Given records →

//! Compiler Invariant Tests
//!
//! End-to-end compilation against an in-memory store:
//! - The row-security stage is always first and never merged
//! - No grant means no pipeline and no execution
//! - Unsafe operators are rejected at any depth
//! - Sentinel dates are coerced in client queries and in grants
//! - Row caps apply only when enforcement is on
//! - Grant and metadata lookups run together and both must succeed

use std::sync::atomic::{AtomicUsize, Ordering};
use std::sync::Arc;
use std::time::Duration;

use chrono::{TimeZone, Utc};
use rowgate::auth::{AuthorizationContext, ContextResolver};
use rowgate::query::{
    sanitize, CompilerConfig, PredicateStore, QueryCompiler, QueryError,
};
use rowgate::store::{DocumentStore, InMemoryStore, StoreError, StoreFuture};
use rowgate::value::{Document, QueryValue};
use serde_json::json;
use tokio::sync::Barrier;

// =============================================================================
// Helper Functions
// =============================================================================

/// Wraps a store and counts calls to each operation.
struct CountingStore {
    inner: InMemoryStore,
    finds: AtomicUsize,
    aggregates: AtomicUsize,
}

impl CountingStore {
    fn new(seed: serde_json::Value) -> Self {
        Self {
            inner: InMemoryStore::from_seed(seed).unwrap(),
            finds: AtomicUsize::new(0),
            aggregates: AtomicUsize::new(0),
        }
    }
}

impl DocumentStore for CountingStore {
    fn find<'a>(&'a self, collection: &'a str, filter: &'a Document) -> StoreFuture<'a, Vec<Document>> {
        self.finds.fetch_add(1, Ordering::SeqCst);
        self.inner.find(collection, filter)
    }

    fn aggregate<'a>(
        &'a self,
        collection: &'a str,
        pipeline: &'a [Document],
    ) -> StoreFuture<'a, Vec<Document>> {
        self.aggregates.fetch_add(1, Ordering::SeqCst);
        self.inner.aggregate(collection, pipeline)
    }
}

* * *

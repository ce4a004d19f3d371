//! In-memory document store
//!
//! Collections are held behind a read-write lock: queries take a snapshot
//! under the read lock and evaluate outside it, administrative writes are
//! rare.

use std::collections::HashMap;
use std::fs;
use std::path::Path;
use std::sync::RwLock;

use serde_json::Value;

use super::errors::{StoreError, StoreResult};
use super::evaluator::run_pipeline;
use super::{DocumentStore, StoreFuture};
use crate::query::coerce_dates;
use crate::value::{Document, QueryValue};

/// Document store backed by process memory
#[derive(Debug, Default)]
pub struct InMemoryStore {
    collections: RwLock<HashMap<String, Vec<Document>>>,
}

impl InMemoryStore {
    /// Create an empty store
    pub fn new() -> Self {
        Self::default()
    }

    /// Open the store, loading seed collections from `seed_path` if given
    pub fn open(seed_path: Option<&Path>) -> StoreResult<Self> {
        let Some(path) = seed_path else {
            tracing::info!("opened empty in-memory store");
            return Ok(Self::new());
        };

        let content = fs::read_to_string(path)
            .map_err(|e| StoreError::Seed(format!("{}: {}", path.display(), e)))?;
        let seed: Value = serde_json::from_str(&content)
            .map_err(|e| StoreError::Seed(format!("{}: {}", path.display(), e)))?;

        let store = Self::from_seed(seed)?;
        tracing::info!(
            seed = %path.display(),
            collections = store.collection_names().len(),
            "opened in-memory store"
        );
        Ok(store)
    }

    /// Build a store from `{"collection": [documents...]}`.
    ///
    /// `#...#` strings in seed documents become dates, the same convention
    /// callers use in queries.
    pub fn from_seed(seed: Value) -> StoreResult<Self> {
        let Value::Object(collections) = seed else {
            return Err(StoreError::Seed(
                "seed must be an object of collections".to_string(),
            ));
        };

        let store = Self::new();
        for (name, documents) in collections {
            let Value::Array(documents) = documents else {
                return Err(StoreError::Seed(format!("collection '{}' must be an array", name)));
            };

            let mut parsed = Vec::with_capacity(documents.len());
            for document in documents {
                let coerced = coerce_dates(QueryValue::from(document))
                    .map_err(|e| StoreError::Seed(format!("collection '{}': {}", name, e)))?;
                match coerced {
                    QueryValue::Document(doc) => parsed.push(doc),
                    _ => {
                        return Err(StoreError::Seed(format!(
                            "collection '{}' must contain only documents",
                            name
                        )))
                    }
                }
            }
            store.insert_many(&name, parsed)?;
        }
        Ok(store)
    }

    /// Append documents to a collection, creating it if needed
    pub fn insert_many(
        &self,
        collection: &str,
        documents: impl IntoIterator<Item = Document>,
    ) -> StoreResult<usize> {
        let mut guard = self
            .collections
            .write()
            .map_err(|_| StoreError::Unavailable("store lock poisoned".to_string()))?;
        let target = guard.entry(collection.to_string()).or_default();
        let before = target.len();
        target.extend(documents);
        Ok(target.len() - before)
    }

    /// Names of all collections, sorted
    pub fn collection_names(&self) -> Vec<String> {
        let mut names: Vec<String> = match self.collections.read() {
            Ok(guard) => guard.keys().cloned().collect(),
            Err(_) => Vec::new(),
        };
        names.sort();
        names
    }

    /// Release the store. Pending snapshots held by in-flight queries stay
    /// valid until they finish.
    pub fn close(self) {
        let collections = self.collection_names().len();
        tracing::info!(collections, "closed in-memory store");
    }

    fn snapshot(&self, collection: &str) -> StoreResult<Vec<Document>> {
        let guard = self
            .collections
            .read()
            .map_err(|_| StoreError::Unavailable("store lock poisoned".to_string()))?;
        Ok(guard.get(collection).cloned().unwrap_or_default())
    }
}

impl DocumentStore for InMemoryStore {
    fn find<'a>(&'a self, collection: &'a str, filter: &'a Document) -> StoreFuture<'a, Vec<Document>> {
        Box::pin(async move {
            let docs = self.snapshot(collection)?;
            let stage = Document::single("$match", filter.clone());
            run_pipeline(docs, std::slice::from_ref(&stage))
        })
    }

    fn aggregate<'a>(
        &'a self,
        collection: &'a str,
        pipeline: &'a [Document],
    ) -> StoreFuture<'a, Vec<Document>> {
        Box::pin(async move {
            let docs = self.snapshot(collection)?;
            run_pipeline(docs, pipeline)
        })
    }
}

Required action → The listing above holds a line with "Compiler Invariant Tests" and a line with "use std::time::Duration;". Print the stretch from the first through the second, exactly and alone.

Task output →
//! Compiler Invariant Tests
//!
//! End-to-end compilation against an in-memory store:
//! - The row-security stage is always first and never merged
//! - No grant means no pipeline and no execution
//! - Unsafe operators are rejected at any depth
//! - Sentinel dates are coerced in client queries and in grants
//! - Row caps apply only when enforcement is on
//! - Grant and metadata lookups run together and both must succeed

use std::sync::atomic::{AtomicUsize, Ordering};
use std::sync::Arc;
use std::time::Duration;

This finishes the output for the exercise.